═══ Supplied material ═══

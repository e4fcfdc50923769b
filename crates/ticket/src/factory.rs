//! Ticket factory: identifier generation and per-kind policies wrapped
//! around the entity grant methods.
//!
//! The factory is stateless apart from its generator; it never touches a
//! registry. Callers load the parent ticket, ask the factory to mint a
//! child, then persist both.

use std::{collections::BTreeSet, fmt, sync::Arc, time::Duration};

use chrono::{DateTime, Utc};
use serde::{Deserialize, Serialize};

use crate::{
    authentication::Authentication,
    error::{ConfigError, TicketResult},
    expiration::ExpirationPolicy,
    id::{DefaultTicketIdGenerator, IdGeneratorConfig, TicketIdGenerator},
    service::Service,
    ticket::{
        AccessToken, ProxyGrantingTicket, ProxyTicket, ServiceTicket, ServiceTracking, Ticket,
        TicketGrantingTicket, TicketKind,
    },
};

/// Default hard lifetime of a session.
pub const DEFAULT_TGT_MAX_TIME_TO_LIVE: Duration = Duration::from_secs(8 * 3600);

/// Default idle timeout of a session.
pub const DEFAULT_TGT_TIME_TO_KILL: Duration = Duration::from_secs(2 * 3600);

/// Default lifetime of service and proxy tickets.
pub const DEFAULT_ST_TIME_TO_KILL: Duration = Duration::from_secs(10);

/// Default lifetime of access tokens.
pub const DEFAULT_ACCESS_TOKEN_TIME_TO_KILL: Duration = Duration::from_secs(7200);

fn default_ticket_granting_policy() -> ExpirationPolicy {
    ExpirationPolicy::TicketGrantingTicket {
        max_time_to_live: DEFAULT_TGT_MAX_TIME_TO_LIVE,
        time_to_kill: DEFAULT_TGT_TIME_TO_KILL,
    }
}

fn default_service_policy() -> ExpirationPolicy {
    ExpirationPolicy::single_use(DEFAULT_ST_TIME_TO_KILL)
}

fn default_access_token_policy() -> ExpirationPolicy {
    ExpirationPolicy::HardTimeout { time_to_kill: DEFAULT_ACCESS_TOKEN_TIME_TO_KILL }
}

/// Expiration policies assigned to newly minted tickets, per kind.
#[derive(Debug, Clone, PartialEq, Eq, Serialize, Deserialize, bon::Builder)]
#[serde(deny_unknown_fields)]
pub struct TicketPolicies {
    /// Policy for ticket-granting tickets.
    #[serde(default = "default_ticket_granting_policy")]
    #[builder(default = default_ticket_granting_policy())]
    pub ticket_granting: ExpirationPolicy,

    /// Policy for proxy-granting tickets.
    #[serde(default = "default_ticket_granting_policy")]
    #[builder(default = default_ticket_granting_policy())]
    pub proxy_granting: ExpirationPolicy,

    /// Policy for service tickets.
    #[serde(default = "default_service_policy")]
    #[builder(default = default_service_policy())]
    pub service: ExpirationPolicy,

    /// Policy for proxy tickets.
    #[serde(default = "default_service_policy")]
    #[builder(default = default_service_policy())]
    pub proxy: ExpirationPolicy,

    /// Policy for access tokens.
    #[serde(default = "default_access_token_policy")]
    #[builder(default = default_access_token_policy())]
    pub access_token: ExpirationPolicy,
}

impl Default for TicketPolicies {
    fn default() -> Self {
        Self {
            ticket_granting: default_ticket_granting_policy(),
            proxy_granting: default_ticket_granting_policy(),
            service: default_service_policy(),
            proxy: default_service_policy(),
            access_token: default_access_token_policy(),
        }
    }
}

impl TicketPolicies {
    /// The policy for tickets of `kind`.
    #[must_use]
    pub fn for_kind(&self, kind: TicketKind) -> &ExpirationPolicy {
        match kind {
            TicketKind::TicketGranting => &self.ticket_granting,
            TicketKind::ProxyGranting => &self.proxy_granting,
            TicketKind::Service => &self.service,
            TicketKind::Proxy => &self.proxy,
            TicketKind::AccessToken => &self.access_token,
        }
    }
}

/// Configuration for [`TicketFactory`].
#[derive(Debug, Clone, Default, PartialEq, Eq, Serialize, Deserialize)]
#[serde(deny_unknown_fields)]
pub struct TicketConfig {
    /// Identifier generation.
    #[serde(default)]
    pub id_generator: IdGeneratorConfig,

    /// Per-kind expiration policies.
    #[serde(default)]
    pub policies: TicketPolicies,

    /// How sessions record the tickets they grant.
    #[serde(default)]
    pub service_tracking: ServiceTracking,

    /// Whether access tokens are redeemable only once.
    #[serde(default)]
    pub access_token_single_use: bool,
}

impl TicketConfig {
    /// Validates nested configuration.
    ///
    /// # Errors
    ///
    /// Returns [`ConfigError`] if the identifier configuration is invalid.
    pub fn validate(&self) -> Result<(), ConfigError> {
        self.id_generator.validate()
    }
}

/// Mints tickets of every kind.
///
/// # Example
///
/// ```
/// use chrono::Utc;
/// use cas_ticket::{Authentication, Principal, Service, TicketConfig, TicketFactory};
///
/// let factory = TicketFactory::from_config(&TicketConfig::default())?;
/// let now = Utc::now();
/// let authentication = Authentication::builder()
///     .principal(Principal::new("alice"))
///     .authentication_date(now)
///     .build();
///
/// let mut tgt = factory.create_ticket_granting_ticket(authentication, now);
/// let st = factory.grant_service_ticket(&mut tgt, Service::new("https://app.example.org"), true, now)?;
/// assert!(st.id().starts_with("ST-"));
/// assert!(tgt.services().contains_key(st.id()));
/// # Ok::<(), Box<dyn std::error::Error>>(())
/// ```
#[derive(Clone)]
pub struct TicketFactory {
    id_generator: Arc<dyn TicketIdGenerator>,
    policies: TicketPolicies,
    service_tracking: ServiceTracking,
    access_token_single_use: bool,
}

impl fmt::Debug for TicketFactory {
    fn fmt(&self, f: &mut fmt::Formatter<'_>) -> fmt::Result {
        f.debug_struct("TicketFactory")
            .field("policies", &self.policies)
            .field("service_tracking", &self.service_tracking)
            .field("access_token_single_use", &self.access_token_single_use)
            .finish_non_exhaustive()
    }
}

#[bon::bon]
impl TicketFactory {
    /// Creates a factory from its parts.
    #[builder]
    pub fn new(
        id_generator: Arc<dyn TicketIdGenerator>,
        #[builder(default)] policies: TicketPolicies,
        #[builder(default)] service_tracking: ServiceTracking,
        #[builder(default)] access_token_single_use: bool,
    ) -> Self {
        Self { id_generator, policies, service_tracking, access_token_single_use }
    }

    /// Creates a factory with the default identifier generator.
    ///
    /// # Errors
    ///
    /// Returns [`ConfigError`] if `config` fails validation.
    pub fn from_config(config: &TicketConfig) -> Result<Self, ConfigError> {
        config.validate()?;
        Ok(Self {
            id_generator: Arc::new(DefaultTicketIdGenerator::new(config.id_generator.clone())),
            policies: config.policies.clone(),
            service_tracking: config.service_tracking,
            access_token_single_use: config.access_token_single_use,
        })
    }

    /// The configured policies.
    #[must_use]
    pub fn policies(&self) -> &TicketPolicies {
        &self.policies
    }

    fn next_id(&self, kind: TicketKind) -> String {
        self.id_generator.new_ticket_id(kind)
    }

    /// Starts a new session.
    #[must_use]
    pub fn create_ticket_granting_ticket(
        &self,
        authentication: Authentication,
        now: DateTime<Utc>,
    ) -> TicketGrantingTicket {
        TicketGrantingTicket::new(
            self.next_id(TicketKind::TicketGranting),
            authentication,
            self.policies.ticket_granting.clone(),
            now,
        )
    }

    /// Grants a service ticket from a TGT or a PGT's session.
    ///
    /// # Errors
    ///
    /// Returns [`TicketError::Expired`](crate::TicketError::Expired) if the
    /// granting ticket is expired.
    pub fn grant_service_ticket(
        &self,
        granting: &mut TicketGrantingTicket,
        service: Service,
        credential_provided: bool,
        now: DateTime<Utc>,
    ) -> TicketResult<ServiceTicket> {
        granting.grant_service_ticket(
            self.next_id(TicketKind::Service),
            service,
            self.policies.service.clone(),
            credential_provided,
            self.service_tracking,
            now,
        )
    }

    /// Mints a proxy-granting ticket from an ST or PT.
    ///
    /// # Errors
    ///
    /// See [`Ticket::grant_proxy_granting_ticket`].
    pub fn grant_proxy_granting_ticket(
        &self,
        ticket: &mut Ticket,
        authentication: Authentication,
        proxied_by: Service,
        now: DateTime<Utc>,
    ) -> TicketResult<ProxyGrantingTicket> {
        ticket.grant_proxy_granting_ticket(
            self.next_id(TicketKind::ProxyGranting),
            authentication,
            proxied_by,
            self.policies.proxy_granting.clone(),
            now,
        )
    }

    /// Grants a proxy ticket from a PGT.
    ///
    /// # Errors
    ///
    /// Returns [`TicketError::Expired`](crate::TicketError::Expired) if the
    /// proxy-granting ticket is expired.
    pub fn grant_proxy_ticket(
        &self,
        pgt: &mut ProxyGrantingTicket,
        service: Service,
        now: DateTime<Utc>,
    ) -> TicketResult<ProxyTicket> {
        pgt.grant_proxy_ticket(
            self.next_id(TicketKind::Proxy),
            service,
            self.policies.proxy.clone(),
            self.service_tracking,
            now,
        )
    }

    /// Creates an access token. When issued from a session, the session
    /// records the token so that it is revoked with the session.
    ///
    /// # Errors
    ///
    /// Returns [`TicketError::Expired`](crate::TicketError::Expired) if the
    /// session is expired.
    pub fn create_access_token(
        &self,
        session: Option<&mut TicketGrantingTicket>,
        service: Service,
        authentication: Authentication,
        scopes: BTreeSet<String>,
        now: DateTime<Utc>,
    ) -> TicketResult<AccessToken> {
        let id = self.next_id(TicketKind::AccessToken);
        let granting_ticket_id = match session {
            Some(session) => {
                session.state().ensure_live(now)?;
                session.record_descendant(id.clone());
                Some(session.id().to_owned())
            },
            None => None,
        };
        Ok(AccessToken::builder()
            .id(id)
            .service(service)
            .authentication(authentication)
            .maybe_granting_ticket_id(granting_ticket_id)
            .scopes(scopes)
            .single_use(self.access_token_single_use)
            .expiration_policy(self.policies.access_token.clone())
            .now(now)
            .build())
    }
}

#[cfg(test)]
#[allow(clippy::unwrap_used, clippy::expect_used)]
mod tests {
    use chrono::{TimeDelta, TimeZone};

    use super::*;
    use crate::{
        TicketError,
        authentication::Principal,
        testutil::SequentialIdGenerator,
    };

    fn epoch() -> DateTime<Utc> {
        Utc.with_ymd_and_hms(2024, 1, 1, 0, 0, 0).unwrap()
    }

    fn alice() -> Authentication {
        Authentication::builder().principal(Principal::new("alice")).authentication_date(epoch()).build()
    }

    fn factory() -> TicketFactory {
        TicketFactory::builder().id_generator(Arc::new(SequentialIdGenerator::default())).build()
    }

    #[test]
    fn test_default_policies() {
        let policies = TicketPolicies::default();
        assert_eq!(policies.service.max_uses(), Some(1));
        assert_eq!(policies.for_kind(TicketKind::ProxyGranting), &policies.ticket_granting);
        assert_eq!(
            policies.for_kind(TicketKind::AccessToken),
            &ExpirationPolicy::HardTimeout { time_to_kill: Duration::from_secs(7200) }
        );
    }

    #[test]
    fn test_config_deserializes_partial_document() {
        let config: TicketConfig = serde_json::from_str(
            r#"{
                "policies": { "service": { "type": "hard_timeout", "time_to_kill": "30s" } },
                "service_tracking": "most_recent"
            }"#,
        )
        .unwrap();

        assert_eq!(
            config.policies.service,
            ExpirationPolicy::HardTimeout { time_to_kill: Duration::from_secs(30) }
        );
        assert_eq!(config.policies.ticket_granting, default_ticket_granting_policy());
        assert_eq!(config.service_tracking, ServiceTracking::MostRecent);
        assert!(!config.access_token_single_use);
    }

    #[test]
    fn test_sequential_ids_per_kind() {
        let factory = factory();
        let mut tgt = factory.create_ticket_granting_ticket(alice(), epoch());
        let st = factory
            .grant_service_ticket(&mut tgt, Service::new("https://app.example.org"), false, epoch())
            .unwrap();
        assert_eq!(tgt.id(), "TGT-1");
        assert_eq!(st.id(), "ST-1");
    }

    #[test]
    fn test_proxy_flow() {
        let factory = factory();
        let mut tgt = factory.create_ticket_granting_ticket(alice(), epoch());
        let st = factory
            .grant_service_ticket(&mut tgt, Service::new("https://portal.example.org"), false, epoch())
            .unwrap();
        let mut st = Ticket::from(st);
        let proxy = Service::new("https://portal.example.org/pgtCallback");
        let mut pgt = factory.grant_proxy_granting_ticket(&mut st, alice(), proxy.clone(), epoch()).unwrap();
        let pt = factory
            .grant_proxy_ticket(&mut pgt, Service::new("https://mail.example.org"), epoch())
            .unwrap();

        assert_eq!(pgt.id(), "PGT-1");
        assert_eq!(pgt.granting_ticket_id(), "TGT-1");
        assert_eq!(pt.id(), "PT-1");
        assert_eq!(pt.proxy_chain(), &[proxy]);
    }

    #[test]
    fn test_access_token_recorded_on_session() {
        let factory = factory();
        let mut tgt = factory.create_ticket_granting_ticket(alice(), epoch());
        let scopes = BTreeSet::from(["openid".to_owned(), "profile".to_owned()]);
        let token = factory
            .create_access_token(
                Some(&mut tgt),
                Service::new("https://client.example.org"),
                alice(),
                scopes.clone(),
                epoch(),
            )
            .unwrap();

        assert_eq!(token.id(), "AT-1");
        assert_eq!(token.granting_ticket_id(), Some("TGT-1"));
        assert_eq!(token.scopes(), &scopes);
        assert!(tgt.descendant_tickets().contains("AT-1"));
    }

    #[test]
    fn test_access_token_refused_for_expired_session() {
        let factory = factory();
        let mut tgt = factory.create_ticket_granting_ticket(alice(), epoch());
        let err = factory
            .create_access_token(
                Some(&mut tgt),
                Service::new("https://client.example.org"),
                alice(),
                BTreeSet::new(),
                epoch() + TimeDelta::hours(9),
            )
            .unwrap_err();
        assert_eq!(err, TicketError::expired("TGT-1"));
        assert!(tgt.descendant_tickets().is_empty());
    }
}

═══

Your objective: Will you return exactly the lines above from the one with "never touches a" down to the one with "pub const DEFAULT_TGT_MAX_TIME_TO_LIVE: Duration", counting both as part of the range?

Solution to this exercise:
//! The factory is stateless apart from its generator; it never touches a
//! registry. Callers load the parent ticket, ask the factory to mint a
//! child, then persist both.

use std::{collections::BTreeSet, fmt, sync::Arc, time::Duration};

use chrono::{DateTime, Utc};
use serde::{Deserialize, Serialize};

use crate::{
    authentication::Authentication,
    error::{ConfigError, TicketResult},
    expiration::ExpirationPolicy,
    id::{DefaultTicketIdGenerator, IdGeneratorConfig, TicketIdGenerator},
    service::Service,
    ticket::{
        AccessToken, ProxyGrantingTicket, ProxyTicket, ServiceTicket, ServiceTracking, Ticket,
        TicketGrantingTicket, TicketKind,
    },
};

/// Default hard lifetime of a session.
pub const DEFAULT_TGT_MAX_TIME_TO_LIVE: Duration = Duration::from_secs(8 * 3600);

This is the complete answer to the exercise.